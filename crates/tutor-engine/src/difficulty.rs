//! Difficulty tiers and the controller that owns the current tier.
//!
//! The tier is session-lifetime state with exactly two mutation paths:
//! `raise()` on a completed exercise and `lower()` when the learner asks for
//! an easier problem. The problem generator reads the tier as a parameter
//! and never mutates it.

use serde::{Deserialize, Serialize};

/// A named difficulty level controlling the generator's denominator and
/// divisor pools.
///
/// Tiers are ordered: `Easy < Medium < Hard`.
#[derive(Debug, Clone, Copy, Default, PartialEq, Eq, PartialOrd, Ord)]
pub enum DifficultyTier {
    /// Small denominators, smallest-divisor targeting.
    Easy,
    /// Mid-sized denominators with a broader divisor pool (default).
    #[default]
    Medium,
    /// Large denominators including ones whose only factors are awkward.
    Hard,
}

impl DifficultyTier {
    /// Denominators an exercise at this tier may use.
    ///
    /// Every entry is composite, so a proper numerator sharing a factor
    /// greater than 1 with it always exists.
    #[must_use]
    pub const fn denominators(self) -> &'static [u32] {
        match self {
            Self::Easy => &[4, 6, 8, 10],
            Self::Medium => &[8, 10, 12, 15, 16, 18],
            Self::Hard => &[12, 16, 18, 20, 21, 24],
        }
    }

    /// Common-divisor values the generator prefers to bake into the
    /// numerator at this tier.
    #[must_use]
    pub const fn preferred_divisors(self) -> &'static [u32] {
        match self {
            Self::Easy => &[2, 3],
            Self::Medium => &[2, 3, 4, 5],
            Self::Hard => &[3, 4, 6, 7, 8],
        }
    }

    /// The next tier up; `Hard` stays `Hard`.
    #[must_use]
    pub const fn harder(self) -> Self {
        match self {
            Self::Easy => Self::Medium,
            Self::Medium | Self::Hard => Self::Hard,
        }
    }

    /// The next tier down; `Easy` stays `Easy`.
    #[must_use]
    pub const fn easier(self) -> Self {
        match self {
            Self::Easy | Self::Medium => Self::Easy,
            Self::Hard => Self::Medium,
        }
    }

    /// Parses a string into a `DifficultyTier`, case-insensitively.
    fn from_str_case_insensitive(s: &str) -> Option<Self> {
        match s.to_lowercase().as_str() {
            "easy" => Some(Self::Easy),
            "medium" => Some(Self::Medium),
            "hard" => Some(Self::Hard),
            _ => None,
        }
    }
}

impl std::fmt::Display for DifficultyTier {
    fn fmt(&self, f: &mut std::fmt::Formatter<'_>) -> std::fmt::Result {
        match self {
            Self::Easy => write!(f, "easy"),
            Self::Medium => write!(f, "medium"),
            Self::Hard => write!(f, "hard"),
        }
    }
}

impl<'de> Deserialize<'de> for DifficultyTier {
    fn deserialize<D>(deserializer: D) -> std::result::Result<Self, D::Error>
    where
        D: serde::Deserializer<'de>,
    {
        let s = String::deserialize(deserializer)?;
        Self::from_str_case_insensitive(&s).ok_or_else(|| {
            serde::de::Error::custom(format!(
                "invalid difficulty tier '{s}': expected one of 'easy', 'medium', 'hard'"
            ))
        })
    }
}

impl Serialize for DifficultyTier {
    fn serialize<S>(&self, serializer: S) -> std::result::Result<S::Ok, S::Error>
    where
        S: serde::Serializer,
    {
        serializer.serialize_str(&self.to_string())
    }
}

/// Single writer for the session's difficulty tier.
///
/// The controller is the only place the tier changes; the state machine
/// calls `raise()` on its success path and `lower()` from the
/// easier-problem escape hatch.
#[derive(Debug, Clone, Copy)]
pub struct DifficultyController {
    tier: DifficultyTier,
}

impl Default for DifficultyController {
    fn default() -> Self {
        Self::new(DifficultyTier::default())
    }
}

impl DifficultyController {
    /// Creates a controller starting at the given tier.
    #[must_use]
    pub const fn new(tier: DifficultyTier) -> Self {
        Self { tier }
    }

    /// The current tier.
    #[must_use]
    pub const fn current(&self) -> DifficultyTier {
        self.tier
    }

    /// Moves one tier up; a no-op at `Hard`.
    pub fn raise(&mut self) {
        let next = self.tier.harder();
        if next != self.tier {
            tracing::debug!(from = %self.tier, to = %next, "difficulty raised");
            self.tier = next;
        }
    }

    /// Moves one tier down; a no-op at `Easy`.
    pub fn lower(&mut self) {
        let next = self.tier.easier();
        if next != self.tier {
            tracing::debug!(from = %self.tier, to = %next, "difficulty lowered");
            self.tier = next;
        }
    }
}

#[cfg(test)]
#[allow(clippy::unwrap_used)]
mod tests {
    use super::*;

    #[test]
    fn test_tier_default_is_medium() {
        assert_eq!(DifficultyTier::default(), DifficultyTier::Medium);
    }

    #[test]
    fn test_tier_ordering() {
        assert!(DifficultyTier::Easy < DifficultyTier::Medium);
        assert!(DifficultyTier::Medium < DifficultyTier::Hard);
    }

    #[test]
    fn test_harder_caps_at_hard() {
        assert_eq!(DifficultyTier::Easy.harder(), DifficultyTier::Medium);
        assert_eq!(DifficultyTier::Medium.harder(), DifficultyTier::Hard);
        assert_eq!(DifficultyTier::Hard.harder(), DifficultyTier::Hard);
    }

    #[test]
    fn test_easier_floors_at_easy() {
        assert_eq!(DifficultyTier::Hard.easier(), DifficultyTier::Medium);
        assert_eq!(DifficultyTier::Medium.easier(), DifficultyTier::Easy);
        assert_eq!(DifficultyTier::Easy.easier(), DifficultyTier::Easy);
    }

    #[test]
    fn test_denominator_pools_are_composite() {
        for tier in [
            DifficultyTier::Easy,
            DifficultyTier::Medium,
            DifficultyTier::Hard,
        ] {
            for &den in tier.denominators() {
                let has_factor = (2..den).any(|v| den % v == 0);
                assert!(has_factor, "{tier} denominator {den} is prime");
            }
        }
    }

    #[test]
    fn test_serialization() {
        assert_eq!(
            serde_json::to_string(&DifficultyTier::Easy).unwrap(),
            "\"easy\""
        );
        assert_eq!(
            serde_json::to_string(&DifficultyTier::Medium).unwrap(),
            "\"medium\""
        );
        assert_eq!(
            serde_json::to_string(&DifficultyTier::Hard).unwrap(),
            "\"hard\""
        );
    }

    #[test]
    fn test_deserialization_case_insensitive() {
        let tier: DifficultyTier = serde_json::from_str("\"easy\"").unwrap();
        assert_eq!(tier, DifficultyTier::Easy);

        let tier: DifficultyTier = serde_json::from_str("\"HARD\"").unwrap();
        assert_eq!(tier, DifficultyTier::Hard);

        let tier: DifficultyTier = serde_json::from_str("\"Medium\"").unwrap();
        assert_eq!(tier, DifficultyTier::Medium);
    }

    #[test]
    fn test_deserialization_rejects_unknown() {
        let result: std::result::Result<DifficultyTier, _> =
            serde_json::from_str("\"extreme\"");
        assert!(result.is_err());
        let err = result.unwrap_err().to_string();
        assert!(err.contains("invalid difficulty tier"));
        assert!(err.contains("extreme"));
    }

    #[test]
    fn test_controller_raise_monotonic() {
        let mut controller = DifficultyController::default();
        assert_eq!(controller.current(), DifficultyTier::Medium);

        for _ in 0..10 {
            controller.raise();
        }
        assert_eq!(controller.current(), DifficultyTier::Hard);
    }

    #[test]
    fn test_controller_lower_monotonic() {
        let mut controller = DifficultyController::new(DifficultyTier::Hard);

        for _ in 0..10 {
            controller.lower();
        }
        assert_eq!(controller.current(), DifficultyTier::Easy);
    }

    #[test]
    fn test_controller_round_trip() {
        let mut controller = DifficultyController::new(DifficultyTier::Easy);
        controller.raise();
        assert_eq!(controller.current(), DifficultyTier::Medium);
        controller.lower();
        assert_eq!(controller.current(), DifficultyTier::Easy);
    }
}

———

_Exercise_.
Here the goal is to repeat each entry exactly.

_Result for this task_.
filename crates/tutor-engine/src/difficulty.rs
//! Difficulty tiers and the controller that owns the current tier.
//!
//! The tier is session-lifetime state with exactly two mutation paths:
//! `raise()` on a completed exercise and `lower()` when the learner asks for
//! an easier problem. The problem generator reads the tier as a parameter
//! and never mutates it.

use serde::{Deserialize, Serialize};

/// A named difficulty level controlling the generator's denominator and
/// divisor pools.
///
/// Tiers are ordered: `Easy < Medium < Hard`.
#[derive(Debug, Clone, Copy, Default, PartialEq, Eq, PartialOrd, Ord)]
pub enum DifficultyTier {
    /// Small denominators, smallest-divisor targeting.
    Easy,
    /// Mid-sized denominators with a broader divisor pool (default).
    #[default]
    Medium,
    /// Large denominators including ones whose only factors are awkward.
    Hard,
}

impl DifficultyTier {
    /// Denominators an exercise at this tier may use.
    ///
    /// Every entry is composite, so a proper numerator sharing a factor
    /// greater than 1 with it always exists.
    #[must_use]
    pub const fn denominators(self) -> &'static [u32] {
        match self {
            Self::Easy => &[4, 6, 8, 10],
            Self::Medium => &[8, 10, 12, 15, 16, 18],
            Self::Hard => &[12, 16, 18, 20, 21, 24],
        }
    }

    /// Common-divisor values the generator prefers to bake into the
    /// numerator at this tier.
    #[must_use]
    pub const fn preferred_divisors(self) -> &'static [u32] {
        match self {
            Self::Easy => &[2, 3],
            Self::Medium => &[2, 3, 4, 5],
            Self::Hard => &[3, 4, 6, 7, 8],
        }
    }

    /// The next tier up; `Hard` stays `Hard`.
    #[must_use]
    pub const fn harder(self) -> Self {
        match self {
            Self::Easy => Self::Medium,
            Self::Medium | Self::Hard => Self::Hard,
        }
    }

    /// The next tier down; `Easy` stays `Easy`.
    #[must_use]
    pub const fn easier(self) -> Self {
        match self {
            Self::Easy | Self::Medium => Self::Easy,
            Self::Hard => Self::Medium,
        }
    }

    /// Parses a string into a `DifficultyTier`, case-insensitively.
    fn from_str_case_insensitive(s: &str) -> Option<Self> {
        match s.to_lowercase().as_str() {
            "easy" => Some(Self::Easy),
            "medium" => Some(Self::Medium),
            "hard" => Some(Self::Hard),
            _ => None,
        }
    }
}

impl std::fmt::Display for DifficultyTier {
    fn fmt(&self, f: &mut std::fmt::Formatter<'_>) -> std::fmt::Result {
        match self {
            Self::Easy => write!(f, "easy"),
            Self::Medium => write!(f, "medium"),
            Self::Hard => write!(f, "hard"),
        }
    }
}

impl<'de> Deserialize<'de> for DifficultyTier {
    fn deserialize<D>(deserializer: D) -> std::result::Result<Self, D::Error>
    where
        D: serde::Deserializer<'de>,
    {
        let s = String::deserialize(deserializer)?;
        Self::from_str_case_insensitive(&s).ok_or_else(|| {
            serde::de::Error::custom(format!(
                "invalid difficulty tier '{s}': expected one of 'easy', 'medium', 'hard'"
            ))
        })
    }
}

impl Serialize for DifficultyTier {
    fn serialize<S>(&self, serializer: S) -> std::result::Result<S::Ok, S::Error>
    where
        S: serde::Serializer,
    {
        serializer.serialize_str(&self.to_string())
    }
}

/// Single writer for the session's difficulty tier.
///
/// The controller is the only place the tier changes; the state machine
/// calls `raise()` on its success path and `lower()` from the
/// easier-problem escape hatch.
#[derive(Debug, Clone, Copy)]
pub struct DifficultyController {
    tier: DifficultyTier,
}

impl Default for DifficultyController {
    fn default() -> Self {
        Self::new(DifficultyTier::default())
    }
}

impl DifficultyController {
    /// Creates a controller starting at the given tier.
    #[must_use]
    pub const fn new(tier: DifficultyTier) -> Self {
        Self { tier }
    }

    /// The current tier.
    #[must_use]
    pub const fn current(&self) -> DifficultyTier {
        self.tier
    }

    /// Moves one tier up; a no-op at `Hard`.
    pub fn raise(&mut self) {
        let next = self.tier.harder();
        if next != self.tier {
            tracing::debug!(from = %self.tier, to = %next, "difficulty raised");
            self.tier = next;
        }
    }

    /// Moves one tier down; a no-op at `Easy`.
    pub fn lower(&mut self) {
        let next = self.tier.easier();
        if next != self.tier {
            tracing::debug!(from = %self.tier, to = %next, "difficulty lowered");
            self.tier = next;
        }
    }
}

#[cfg(test)]
#[allow(clippy::unwrap_used)]
mod tests {
    use super::*;

    #[test]
    fn test_tier_default_is_medium() {
        assert_eq!(DifficultyTier::default(), DifficultyTier::Medium);
    }

    #[test]
    fn test_tier_ordering() {
        assert!(DifficultyTier::Easy < DifficultyTier::Medium);
        assert!(DifficultyTier::Medium < DifficultyTier::Hard);
    }

    #[test]
    fn test_harder_caps_at_hard() {
        assert_eq!(DifficultyTier::Easy.harder(), DifficultyTier::Medium);
        assert_eq!(DifficultyTier::Medium.harder(), DifficultyTier::Hard);
        assert_eq!(DifficultyTier::Hard.harder(), DifficultyTier::Hard);
    }

    #[test]
    fn test_easier_floors_at_easy() {
        assert_eq!(DifficultyTier::Hard.easier(), DifficultyTier::Medium);
        assert_eq!(DifficultyTier::Medium.easier(), DifficultyTier::Easy);
        assert_eq!(DifficultyTier::Easy.easier(), DifficultyTier::Easy);
    }

    #[test]
    fn test_denominator_pools_are_composite() {
        for tier in [
            DifficultyTier::Easy,
            DifficultyTier::Medium,
            DifficultyTier::Hard,
        ] {
            for &den in tier.denominators() {
                let has_factor = (2..den).any(|v| den % v == 0);
                assert!(has_factor, "{tier} denominator {den} is prime");
            }
        }
    }

    #[test]
    fn test_serialization() {
        assert_eq!(
            serde_json::to_string(&DifficultyTier::Easy).unwrap(),
            "\"easy\""
        );
        assert_eq!(
            serde_json::to_string(&DifficultyTier::Medium).unwrap(),
            "\"medium\""
        );
        assert_eq!(
            serde_json::to_string(&DifficultyTier::Hard).unwrap(),
            "\"hard\""
        );
    }

    #[test]
    fn test_deserialization_case_insensitive() {
        let tier: DifficultyTier = serde_json::from_str("\"easy\"").unwrap();
        assert_eq!(tier, DifficultyTier::Easy);

        let tier: DifficultyTier = serde_json::from_str("\"HARD\"").unwrap();
        assert_eq!(tier, DifficultyTier::Hard);

        let tier: DifficultyTier = serde_json::from_str("\"Medium\"").unwrap();
        assert_eq!(tier, DifficultyTier::Medium);
    }

    #[test]
    fn test_deserialization_rejects_unknown() {
        let result: std::result::Result<DifficultyTier, _> =
            serde_json::from_str("\"extreme\"");
        assert!(result.is_err());
        let err = result.unwrap_err().to_string();
        assert!(err.contains("invalid difficulty tier"));
        assert!(err.contains("extreme"));
    }

    #[test]
    fn test_controller_raise_monotonic() {
        let mut controller = DifficultyController::default();
        assert_eq!(controller.current(), DifficultyTier::Medium);

        for _ in 0..10 {
            controller.raise();
        }
        assert_eq!(controller.current(), DifficultyTier::Hard);
    }

    #[test]
    fn test_controller_lower_monotonic() {
        let mut controller = DifficultyController::new(DifficultyTier::Hard);

        for _ in 0..10 {
            controller.lower();
        }
        assert_eq!(controller.current(), DifficultyTier::Easy);
    }

    #[test]
    fn test_controller_round_trip() {
        let mut controller = DifficultyController::new(DifficultyTier::Easy);
        controller.raise();
        assert_eq!(controller.current(), DifficultyTier::Medium);
        controller.lower();
        assert_eq!(controller.current(), DifficultyTier::Easy);
    }
}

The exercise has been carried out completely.